═════ Given records

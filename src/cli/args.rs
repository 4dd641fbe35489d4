//! Command line argument parsing for the Sentindex CLI using clap.

use std::path::PathBuf;

use clap::{Parser, Subcommand, ValueEnum};
use serde::{Deserialize, Serialize};

use crate::corpus::{DocumentId, FlatId};

/// Sentindex - flat sentence addressing for paper corpora
#[derive(Parser, Debug, Clone)]
#[command(name = "sentindex")]
#[command(about = "Address, inspect and merge sentence-segmented paper corpora")]
#[command(version = env!("CARGO_PKG_VERSION"))]
#[command(long_about = None)]
pub struct SentindexArgs {
    /// Verbosity level (0=quiet, 1=normal, 2=verbose, 3=debug)
    #[arg(short, long, action = clap::ArgAction::Count)]
    pub verbose: u8,

    /// Quiet mode (overrides verbose)
    #[arg(short, long)]
    pub quiet: bool,

    /// Output format
    #[arg(short = 'f', long = "format", default_value = "human")]
    pub output_format: OutputFormat,

    /// Pretty-print JSON output
    #[arg(long)]
    pub pretty: bool,

    /// Subcommand to execute
    #[command(subcommand)]
    pub command: Command,
}

impl SentindexArgs {
    /// Get the effective verbosity level
    pub fn verbosity(&self) -> u8 {
        if self.quiet {
            0
        } else {
            match self.verbose {
                0 => 1,
                n => n,
            }
        }
    }
}

/// Available CLI commands
#[derive(Subcommand, Debug, Clone)]
pub enum Command {
    /// Build a corpus from a JSONL file of pre-split documents
    Build(BuildArgs),

    /// Show corpus statistics
    Info(InfoArgs),

    /// Print sentences by flat id
    Get(GetArgs),

    /// Resolve flat ids to (document, offset) locations
    Lookup(LookupArgs),

    /// Print a slice of sentences
    Slice(SliceArgs),

    /// Print all sentences of one document
    Sents(SentsArgs),

    /// Merge stored corpora into a new one
    Merge(MergeArgs),

    /// Inspect a directory of paper files
    Papers(PapersArgs),
}

/// Arguments for building a corpus
#[derive(Parser, Debug, Clone)]
pub struct BuildArgs {
    /// JSONL input, one `{"document_id": .., "sentences": [..]}` per line
    #[arg(value_name = "INPUT")]
    pub input: PathBuf,

    /// Directory to store the corpus in
    #[arg(short, long, value_name = "CORPUS_DIR")]
    pub output: PathBuf,

    /// Overwrite an existing corpus directory
    #[arg(long)]
    pub force: bool,
}

/// Arguments for corpus statistics
#[derive(Parser, Debug, Clone)]
pub struct InfoArgs {
    /// Path to the corpus directory
    #[arg(value_name = "CORPUS_DIR")]
    pub corpus: PathBuf,

    /// Also check the flat index invariants
    #[arg(long)]
    pub validate: bool,
}

/// Arguments for sentence retrieval
#[derive(Parser, Debug, Clone)]
pub struct GetArgs {
    /// Path to the corpus directory
    #[arg(value_name = "CORPUS_DIR")]
    pub corpus: PathBuf,

    /// Flat ids; negative ids count from the end
    #[arg(value_name = "FLAT_ID", required = true, allow_negative_numbers = true)]
    pub ids: Vec<FlatId>,
}

/// Arguments for flat id lookup
#[derive(Parser, Debug, Clone)]
pub struct LookupArgs {
    /// Path to the corpus directory
    #[arg(value_name = "CORPUS_DIR")]
    pub corpus: PathBuf,

    /// Flat ids, in any order
    #[arg(value_name = "FLAT_ID", required = true, allow_negative_numbers = true)]
    pub ids: Vec<FlatId>,
}

/// Arguments for slicing
#[derive(Parser, Debug, Clone)]
pub struct SliceArgs {
    /// Path to the corpus directory
    #[arg(value_name = "CORPUS_DIR")]
    pub corpus: PathBuf,

    /// First flat id (inclusive)
    #[arg(long, allow_negative_numbers = true)]
    pub start: Option<FlatId>,

    /// Last flat id (exclusive)
    #[arg(long, allow_negative_numbers = true)]
    pub stop: Option<FlatId>,

    /// Step between flat ids
    #[arg(long, allow_negative_numbers = true)]
    pub step: Option<FlatId>,
}

/// Arguments for per-document retrieval
#[derive(Parser, Debug, Clone)]
pub struct SentsArgs {
    /// Path to the corpus directory
    #[arg(value_name = "CORPUS_DIR")]
    pub corpus: PathBuf,

    /// Document id
    #[arg(value_name = "DOCUMENT_ID")]
    pub document_id: DocumentId,
}

/// Arguments for merging
#[derive(Parser, Debug, Clone)]
pub struct MergeArgs {
    /// Corpus directories, merged in the given order
    #[arg(value_name = "CORPUS_DIR", required = true)]
    pub shards: Vec<PathBuf>,

    /// Directory to store the merged corpus in
    #[arg(short, long, value_name = "CORPUS_DIR")]
    pub output: PathBuf,

    /// Overwrite an existing corpus directory
    #[arg(long)]
    pub force: bool,
}

/// Arguments for paper source inspection
#[derive(Parser, Debug, Clone)]
pub struct PapersArgs {
    /// Directory of paper files
    #[arg(long, env = "SENTINDEX_SOURCE_ROOT", value_name = "DIR")]
    pub root: PathBuf,

    /// Paper file extension
    #[arg(long, default_value = "json")]
    pub extension: String,

    /// Print the paper with this index
    #[arg(long, conflicts_with = "paper_id")]
    pub index: Option<DocumentId>,

    /// Print the paper with this id
    #[arg(long)]
    pub paper_id: Option<String>,
}

/// Output formats for CLI
#[derive(ValueEnum, Debug, Clone, Copy, PartialEq, Eq, Serialize, Deserialize)]
#[serde(rename_all = "lowercase")]
pub enum OutputFormat {
    /// Human-readable output
    Human,
    /// JSON output
    Json,
}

══════════

Please give the full set of data again exactly.

## Task result:
filename src/cli/args.rs
repository 4dd641fbe35489d4
//! Command line argument parsing for the Sentindex CLI using clap.

use std::path::PathBuf;

use clap::{Parser, Subcommand, ValueEnum};
use serde::{Deserialize, Serialize};

use crate::corpus::{DocumentId, FlatId};

/// Sentindex - flat sentence addressing for paper corpora
#[derive(Parser, Debug, Clone)]
#[command(name = "sentindex")]
#[command(about = "Address, inspect and merge sentence-segmented paper corpora")]
#[command(version = env!("CARGO_PKG_VERSION"))]
#[command(long_about = None)]
pub struct SentindexArgs {
    /// Verbosity level (0=quiet, 1=normal, 2=verbose, 3=debug)
    #[arg(short, long, action = clap::ArgAction::Count)]
    pub verbose: u8,

    /// Quiet mode (overrides verbose)
    #[arg(short, long)]
    pub quiet: bool,

    /// Output format
    #[arg(short = 'f', long = "format", default_value = "human")]
    pub output_format: OutputFormat,

    /// Pretty-print JSON output
    #[arg(long)]
    pub pretty: bool,

    /// Subcommand to execute
    #[command(subcommand)]
    pub command: Command,
}

impl SentindexArgs {
    /// Get the effective verbosity level
    pub fn verbosity(&self) -> u8 {
        if self.quiet {
            0
        } else {
            match self.verbose {
                0 => 1,
                n => n,
            }
        }
    }
}

/// Available CLI commands
#[derive(Subcommand, Debug, Clone)]
pub enum Command {
    /// Build a corpus from a JSONL file of pre-split documents
    Build(BuildArgs),

    /// Show corpus statistics
    Info(InfoArgs),

    /// Print sentences by flat id
    Get(GetArgs),

    /// Resolve flat ids to (document, offset) locations
    Lookup(LookupArgs),

    /// Print a slice of sentences
    Slice(SliceArgs),

    /// Print all sentences of one document
    Sents(SentsArgs),

    /// Merge stored corpora into a new one
    Merge(MergeArgs),

    /// Inspect a directory of paper files
    Papers(PapersArgs),
}

/// Arguments for building a corpus
#[derive(Parser, Debug, Clone)]
pub struct BuildArgs {
    /// JSONL input, one `{"document_id": .., "sentences": [..]}` per line
    #[arg(value_name = "INPUT")]
    pub input: PathBuf,

    /// Directory to store the corpus in
    #[arg(short, long, value_name = "CORPUS_DIR")]
    pub output: PathBuf,

    /// Overwrite an existing corpus directory
    #[arg(long)]
    pub force: bool,
}

/// Arguments for corpus statistics
#[derive(Parser, Debug, Clone)]
pub struct InfoArgs {
    /// Path to the corpus directory
    #[arg(value_name = "CORPUS_DIR")]
    pub corpus: PathBuf,

    /// Also check the flat index invariants
    #[arg(long)]
    pub validate: bool,
}

/// Arguments for sentence retrieval
#[derive(Parser, Debug, Clone)]
pub struct GetArgs {
    /// Path to the corpus directory
    #[arg(value_name = "CORPUS_DIR")]
    pub corpus: PathBuf,

    /// Flat ids; negative ids count from the end
    #[arg(value_name = "FLAT_ID", required = true, allow_negative_numbers = true)]
    pub ids: Vec<FlatId>,
}

/// Arguments for flat id lookup
#[derive(Parser, Debug, Clone)]
pub struct LookupArgs {
    /// Path to the corpus directory
    #[arg(value_name = "CORPUS_DIR")]
    pub corpus: PathBuf,

    /// Flat ids, in any order
    #[arg(value_name = "FLAT_ID", required = true, allow_negative_numbers = true)]
    pub ids: Vec<FlatId>,
}

/// Arguments for slicing
#[derive(Parser, Debug, Clone)]
pub struct SliceArgs {
    /// Path to the corpus directory
    #[arg(value_name = "CORPUS_DIR")]
    pub corpus: PathBuf,

    /// First flat id (inclusive)
    #[arg(long, allow_negative_numbers = true)]
    pub start: Option<FlatId>,

    /// Last flat id (exclusive)
    #[arg(long, allow_negative_numbers = true)]
    pub stop: Option<FlatId>,

    /// Step between flat ids
    #[arg(long, allow_negative_numbers = true)]
    pub step: Option<FlatId>,
}

/// Arguments for per-document retrieval
#[derive(Parser, Debug, Clone)]
pub struct SentsArgs {
    /// Path to the corpus directory
    #[arg(value_name = "CORPUS_DIR")]
    pub corpus: PathBuf,

    /// Document id
    #[arg(value_name = "DOCUMENT_ID")]
    pub document_id: DocumentId,
}

/// Arguments for merging
#[derive(Parser, Debug, Clone)]
pub struct MergeArgs {
    /// Corpus directories, merged in the given order
    #[arg(value_name = "CORPUS_DIR", required = true)]
    pub shards: Vec<PathBuf>,

    /// Directory to store the merged corpus in
    #[arg(short, long, value_name = "CORPUS_DIR")]
    pub output: PathBuf,

    /// Overwrite an existing corpus directory
    #[arg(long)]
    pub force: bool,
}

/// Arguments for paper source inspection
#[derive(Parser, Debug, Clone)]
pub struct PapersArgs {
    /// Directory of paper files
    #[arg(long, env = "SENTINDEX_SOURCE_ROOT", value_name = "DIR")]
    pub root: PathBuf,

    /// Paper file extension
    #[arg(long, default_value = "json")]
    pub extension: String,

    /// Print the paper with this index
    #[arg(long, conflicts_with = "paper_id")]
    pub index: Option<DocumentId>,

    /// Print the paper with this id
    #[arg(long)]
    pub paper_id: Option<String>,
}

/// Output formats for CLI
#[derive(ValueEnum, Debug, Clone, Copy, PartialEq, Eq, Serialize, Deserialize)]
#[serde(rename_all = "lowercase")]
pub enum OutputFormat {
    /// Human-readable output
    Human,
    /// JSON output
    Json,
}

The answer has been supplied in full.